Comment être à la fois peintre de chambre et des antipodes ? Henri Matisse (1869-1954) résolut à merveille l’équation. D’Issy-les- Moulineaux à la Russie, de Nice à la Polynésie, du couvent des Oiseaux de Montmartre à l’Alhambra de Grenade, ses voyages ne furent pas qu’intérieurs ; c’est pourquoi la moindre de ses chambres peintes ou le plus modeste de ses visages invitent l’oeil à un périple fou. Le Centre Pompidou largue avec lui les amarres, pour une exposition d’autant plus troublante qu’elle se présente comme l’acmé d’une année confinée. «Matisse se cloître pour penser l’extérieur, pas pour penser la chambre. Il a vraiment cette dimension double, du voyage et du confinement volontaire», analyse Aurélie Verdier, commissaire de l’exposition. «Le Nord et le Midi. La raison et la déraison. L’imitation et l’invention. La brume et le soleil. L’inspiration et la réalité», chante Louis Aragon dans son Henri Matisse, roman, point de départ de cette exposition qui fait la part belle aux écrivains ayant célébré le peintre.

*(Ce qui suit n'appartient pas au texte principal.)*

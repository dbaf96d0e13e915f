use serde::{Deserialize, Serialize};
use std::path::{Path, PathBuf};

use crate::{
    camera::CameraParameters, film::FilmSettings, params::HatchParameters,
    renderer::RenderSettings, scene::LightSettings, scene::Scene, textures::PaperSettings,
};

#[derive(Debug, thiserror::Error)]
pub enum SettingsError {
    #[error("Error reading settings: {0}")]
    Io(#[from] std::io::Error),
    #[error("Error parsing settings: {0}")]
    Parse(#[from] serde_yaml::Error),
}

#[derive(Copy, Clone, Debug, Default, PartialEq, Eq, Deserialize, Serialize)]
pub enum LogLevel {
    Off,
    Error,
    Warn,
    #[default]
    Info,
    Debug,
    Trace,
}

impl From<LogLevel> for log::LevelFilter {
    fn from(level: LogLevel) -> Self {
        match level {
            LogLevel::Off => log::LevelFilter::Off,
            LogLevel::Error => log::LevelFilter::Error,
            LogLevel::Warn => log::LevelFilter::Warn,
            LogLevel::Info => log::LevelFilter::Info,
            LogLevel::Debug => log::LevelFilter::Debug,
            LogLevel::Trace => log::LevelFilter::Trace,
        }
    }
}

/// Everything the headless renderer reads on startup. Missing fields take their defaults.
#[derive(Clone, Debug, PartialEq, Deserialize, Serialize)]
#[serde(default)]
pub struct Settings {
    pub film: FilmSettings,
    pub output: PathBuf,
    pub log_level: LogLevel,
    pub hatch: HatchParameters,
    pub paper: PaperSettings,
    pub light: LightSettings,
    pub camera: CameraParameters,
    pub scene: Scene,
    pub render: RenderSettings,
}

impl Default for Settings {
    fn default() -> Self {
        Self {
            film: FilmSettings::default(),
            output: PathBuf::from("crosshatch.png"),
            log_level: LogLevel::default(),
            hatch: HatchParameters::default(),
            paper: PaperSettings::default(),
            light: LightSettings::default(),
            camera: CameraParameters::default(),
            scene: Scene::default(),
            render: RenderSettings::default(),
        }
    }
}

impl Settings {
    /// Parses `Settings` from a YAML string.
    pub fn from_yaml(yaml: &str) -> Result<Self, SettingsError> {
        Ok(serde_yaml::from_str(yaml)?)
    }

    /// Loads `Settings` from the YAML file at `path`.
    pub fn load(path: &Path) -> Result<Self, SettingsError> {
        let yaml = std::fs::read_to_string(path)?;
        let settings = Self::from_yaml(&yaml)?;
        hatch_info!("Settings loaded from '{}'", path.to_string_lossy());
        Ok(settings)
    }
}
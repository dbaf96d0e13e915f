//! Procedural cross-hatch ink shading.
//!
//! [`engine::shade`] turns a lit surface fragment into ink strokes burned onto paper.
//! The rest of the crate is a small software host around it: a view-space ray caster
//! with a standard metalness/roughness surface, a procedural paper texture and a
//! parallel frame renderer, plus a [`binding::ParameterBinding`] for live tweaking.

#[macro_use]
pub mod macros;

pub mod binding;
pub mod camera;
pub mod engine;
pub mod film;
pub mod hatching;
pub mod math;
pub mod params;
pub mod renderer;
pub mod scene;
pub mod settings;
pub mod surface;
pub mod textures;

#[doc(hidden)]
pub use log;
use serde::{Deserialize, Serialize};

use crate::math::{Ray, Vec2, Vec3};

/// Placement-free camera parameters. The camera sits at the view-space origin looking
/// down -z with +y up.
#[derive(Copy, Clone, Debug, PartialEq, Deserialize, Serialize)]
#[serde(default)]
pub struct CameraParameters {
    /// Vertical field of view in degrees.
    pub fov: f32,
}

impl Default for CameraParameters {
    fn default() -> Self {
        Self { fov: 45.0 }
    }
}

/// Generates view-space primary rays for raster positions.
#[derive(Copy, Clone, Debug)]
pub struct Camera {
    res: Vec2<u16>,
    tan_half_fov: f32,
    aspect: f32,
}

impl Camera {
    pub fn new(params: CameraParameters, res: Vec2<u16>) -> Self {
        let res = Vec2 {
            x: res.x.max(1),
            y: res.y.max(1),
        };
        let fov = params.fov.clamp(1.0, 179.0).to_radians();
        Self {
            res,
            tan_half_fov: (fov * 0.5).tan(),
            aspect: (res.x as f32) / (res.y as f32),
        }
    }

    pub fn res(&self) -> Vec2<u16> {
        self.res
    }

    /// Returns the ray through `raster`, given in pixels from the top left corner.
    /// Pixel centers are at `+0.5`.
    pub fn ray(&self, raster: Vec2<f32>) -> Ray {
        let ndc_x = raster.x / (self.res.x as f32) * 2.0 - 1.0;
        let ndc_y = 1.0 - raster.y / (self.res.y as f32) * 2.0;
        let d = Vec3 {
            x: ndc_x * self.tan_half_fov * self.aspect,
            y: ndc_y * self.tan_half_fov,
            z: -1.0,
        };
        Ray::new(Vec3::zeros(), d.normalized(), f32::INFINITY)
    }
}
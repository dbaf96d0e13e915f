use serde::{Deserialize, Serialize};
use std::path::Path;

use crate::math::{Spectrum, Vec2};

/// The settings for a `Film`.
#[derive(Debug, Copy, Clone, PartialEq, Deserialize, Serialize)]
#[serde(default)]
pub struct FilmSettings {
    pub width: u16,
    pub height: u16,
}

impl Default for FilmSettings {
    /// 640x480
    fn default() -> Self {
        Self {
            width: 640,
            height: 480,
        }
    }
}

impl FilmSettings {
    pub fn res(&self) -> Vec2<u16> {
        Vec2 {
            x: self.width.max(1),
            y: self.height.max(1),
        }
    }
}

#[derive(Debug, thiserror::Error)]
pub enum FilmError {
    #[error("Error writing image: {0}")]
    Image(#[from] image::ImageError),
}

/// Pixel buffer of a rendered frame.
#[derive(Debug, Clone)]
pub struct Film {
    // Resolution of the stored pixel buffer.
    res: Vec2<u16>,
    // Pixel values, row-major with the top row first.
    pixels: Vec<Spectrum<f32>>,
}

impl Film {
    /// Creates a black `Film` matching `settings`.
    pub fn new(settings: &FilmSettings) -> Self {
        let res = settings.res();
        Self {
            res,
            pixels: vec![Spectrum::zeros(); (res.x as usize) * (res.y as usize)],
        }
    }

    /// Returns the resolution of this `Film`.
    pub fn res(&self) -> Vec2<u16> {
        self.res
    }

    /// Returns a reference to the the pixels of this `Film`.
    pub fn pixels(&self) -> &[Spectrum<f32>] {
        &self.pixels
    }

    pub fn pixels_mut(&mut self) -> &mut [Spectrum<f32>] {
        &mut self.pixels
    }

    /// Returns the pixel at `(x, y)` counted from the top left.
    pub fn pixel(&self, x: u16, y: u16) -> Spectrum<f32> {
        self.pixels[(y as usize) * (self.res.x as usize) + (x as usize)]
    }

    /// Writes this `Film` out as an 8-bit PNG, clamping to `[0, 1]`.
    pub fn write_png(&self, path: &Path) -> Result<(), FilmError> {
        let to_u8 = |v: f32| (v.clamp(0.0, 1.0) * (u8::MAX as f32)).round() as u8;

        let img = image::RgbImage::from_fn(self.res.x as u32, self.res.y as u32, |x, y| {
            let px = self.pixel(x as u16, y as u16);
            image::Rgb([to_u8(px.r), to_u8(px.g), to_u8(px.b)])
        });
        img.save_with_format(path, image::ImageFormat::Png)?;

        hatch_info!("PNG written to '{}'", path.to_string_lossy());
        Ok(())
    }
}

Matisse a près de 80 ans quand il entreprend son dernier chef-d’oeuvre, le chantier de la chapelle dominicaine du Rosaire de Vence, à l’invitation de son ancien modèle Monique Bourgeois, devenue depuis soeur Jacques-Marie. La Danse du Dr Barnes lui avait appris à enchanter l’architecture : il pousse ce savoir à l’incandescence dans cette petite chapelle perchée sur les hauteurs de Nice. Décors de céramique, vitraux, objets et vêtements liturgiques : c’est une oeuvre d’art totale, bercée de la douce lumière des ors, émeraudes et saphirs qui transforment les fenêtres en paysage marin. «Tout un orchestre de couleurs.» Matisse le libre-penseur a fait son dernier voyage.
Un monde parallèle où la perception des choses se fait plus délicate, moins aveugle, moins rationnelle.